Work task: Nothing in the records may be dropped. Retype them all exactly.

Materials provided:
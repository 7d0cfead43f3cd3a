//! Group membership metadata
//!
//! For each exported group, every member is listed with the other groups they
//! belong to. Groups the owner is part of are never listed: a member's row
//! must not reveal which other groups the exporting user shares with them.

use std::collections::HashMap;
use tracing::{debug, info};

use crate::config::MetadataOptions;
use crate::error::{ExportError, Result};
use crate::models::{
    Contact, Contacts, GroupExport, GroupMetadata, MemberMetadata, EXPORTED_ON_FORMAT,
};

/// Names of the other groups `member_sid` belongs to, redacting every group
/// that contains the owner.
fn shared_groups(member_sid: &str, current: &Contact, groups: &[&Contact], owner_sid: &str) -> Vec<String> {
    if member_sid == owner_sid {
        return Vec::new();
    }
    groups
        .iter()
        .filter(|g| g.id != current.id)
        .filter(|g| g.has_member(member_sid))
        .filter(|g| !g.has_member(owner_sid))
        .map(|g| g.display_name().to_string())
        .collect()
}

fn resolve_members<'a>(
    group: &Contact,
    index: &HashMap<&str, &'a Contact>,
) -> Result<Vec<&'a Contact>> {
    group
        .members
        .iter()
        .map(|sid| {
            index
                .get(sid.as_str())
                .copied()
                .ok_or_else(|| ExportError::IncompleteIndex {
                    group: group.display_name().to_string(),
                    service_id: sid.clone(),
                })
        })
        .collect()
}

/// Check every requested group name exists before doing any work
fn check_requested(groups: &[&Contact], requested: &[String]) -> Result<()> {
    let missing: Vec<&str> = requested
        .iter()
        .filter(|name| !groups.iter().any(|g| g.name.as_deref() == Some(name.as_str())))
        .map(String::as_str)
        .collect();
    if missing.is_empty() {
        Ok(())
    } else {
        Err(ExportError::config(format!(
            "no group named {}",
            missing.join(", ")
        )))
    }
}

/// Build nested and flattened metadata for every qualifying group.
///
/// A group qualifies when `options.groups` is unset or names it. Members are
/// resolved by service id; a member without a contact fails the export.
pub fn export_group_metadata(
    contacts: &Contacts,
    owner: &Contact,
    options: &MetadataOptions,
) -> Result<Vec<GroupExport>> {
    let owner_sid = owner.service_id.as_deref().ok_or_else(|| {
        ExportError::config(format!(
            "owner '{}' has no service id to redact",
            owner.display_name()
        ))
    })?;

    let groups: Vec<&Contact> = contacts.groups().collect();
    if let Some(requested) = &options.groups {
        check_requested(&groups, requested)?;
    }

    let index = contacts.by_service_id();
    let exported_by = owner.profile_name.clone();
    let exported_on = options.exported_on.format(EXPORTED_ON_FORMAT).to_string();

    let mut exports = Vec::new();
    for group in groups.iter().copied() {
        if let Some(requested) = &options.groups {
            if !group.name.as_ref().is_some_and(|name| requested.contains(name)) {
                continue;
            }
        }

        let members = resolve_members(group, &index)?
            .into_iter()
            .map(|member| MemberMetadata {
                name: member.name.clone(),
                display_name: member.profile_name.clone(),
                number: member.number.clone(),
                other_groups: member
                    .service_id
                    .as_deref()
                    .map(|sid| shared_groups(sid, group, &groups, owner_sid))
                    .unwrap_or_default(),
            })
            .collect();

        let metadata = GroupMetadata {
            name: group.display_name().to_string(),
            exported_by: exported_by.clone(),
            exported_on: exported_on.clone(),
            members,
        };
        let rows = metadata.flatten()?;
        debug!(group = %metadata.name, members = rows.len(), "built group metadata");
        exports.push(GroupExport { metadata, rows });
    }

    info!(groups = exports.len(), "exported group metadata");
    Ok(exports)
}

Task output:
repository 7d0cfead43f3cd3a
//! Group membership metadata
//!
//! For each exported group, every member is listed with the other groups they
//! belong to. Groups the owner is part of are never listed: a member's row
//! must not reveal which other groups the exporting user shares with them.

use std::collections::HashMap;
use tracing::{debug, info};

use crate::config::MetadataOptions;
use crate::error::{ExportError, Result};
use crate::models::{
    Contact, Contacts, GroupExport, GroupMetadata, MemberMetadata, EXPORTED_ON_FORMAT,
};

/// Names of the other groups `member_sid` belongs to, redacting every group
/// that contains the owner.
fn shared_groups(member_sid: &str, current: &Contact, groups: &[&Contact], owner_sid: &str) -> Vec<String> {
    if member_sid == owner_sid {
        return Vec::new();
    }
    groups
        .iter()
        .filter(|g| g.id != current.id)
        .filter(|g| g.has_member(member_sid))
        .filter(|g| !g.has_member(owner_sid))
        .map(|g| g.display_name().to_string())
        .collect()
}

fn resolve_members<'a>(
    group: &Contact,
    index: &HashMap<&str, &'a Contact>,
) -> Result<Vec<&'a Contact>> {
    group
        .members
        .iter()
        .map(|sid| {
            index
                .get(sid.as_str())
                .copied()
                .ok_or_else(|| ExportError::IncompleteIndex {
                    group: group.display_name().to_string(),
                    service_id: sid.clone(),
                })
        })
        .collect()
}

/// Check every requested group name exists before doing any work
fn check_requested(groups: &[&Contact], requested: &[String]) -> Result<()> {
    let missing: Vec<&str> = requested
        .iter()
        .filter(|name| !groups.iter().any(|g| g.name.as_deref() == Some(name.as_str())))
        .map(String::as_str)
        .collect();
    if missing.is_empty() {
        Ok(())
    } else {
        Err(ExportError::config(format!(
            "no group named {}",
            missing.join(", ")
        )))
    }
}

/// Build nested and flattened metadata for every qualifying group.
///
/// A group qualifies when `options.groups` is unset or names it. Members are
/// resolved by service id; a member without a contact fails the export.
pub fn export_group_metadata(
    contacts: &Contacts,
    owner: &Contact,
    options: &MetadataOptions,
) -> Result<Vec<GroupExport>> {
    let owner_sid = owner.service_id.as_deref().ok_or_else(|| {
        ExportError::config(format!(
            "owner '{}' has no service id to redact",
            owner.display_name()
        ))
    })?;

    let groups: Vec<&Contact> = contacts.groups().collect();
    if let Some(requested) = &options.groups {
        check_requested(&groups, requested)?;
    }

    let index = contacts.by_service_id();
    let exported_by = owner.profile_name.clone();
    let exported_on = options.exported_on.format(EXPORTED_ON_FORMAT).to_string();

    let mut exports = Vec::new();
    for group in groups.iter().copied() {
        if let Some(requested) = &options.groups {
            if !group.name.as_ref().is_some_and(|name| requested.contains(name)) {
                continue;
            }
        }

        let members = resolve_members(group, &index)?
            .into_iter()
            .map(|member| MemberMetadata {
                name: member.name.clone(),
                display_name: member.profile_name.clone(),
                number: member.number.clone(),
                other_groups: member
                    .service_id
                    .as_deref()
                    .map(|sid| shared_groups(sid, group, &groups, owner_sid))
                    .unwrap_or_default(),
            })
            .collect();

        let metadata = GroupMetadata {
            name: group.display_name().to_string(),
            exported_by: exported_by.clone(),
            exported_on: exported_on.clone(),
            members,
        };
        let rows = metadata.flatten()?;
        debug!(group = %metadata.name, members = rows.len(), "built group metadata");
        exports.push(GroupExport { metadata, rows });
    }

    info!(groups = exports.len(), "exported group metadata");
    Ok(exports)
}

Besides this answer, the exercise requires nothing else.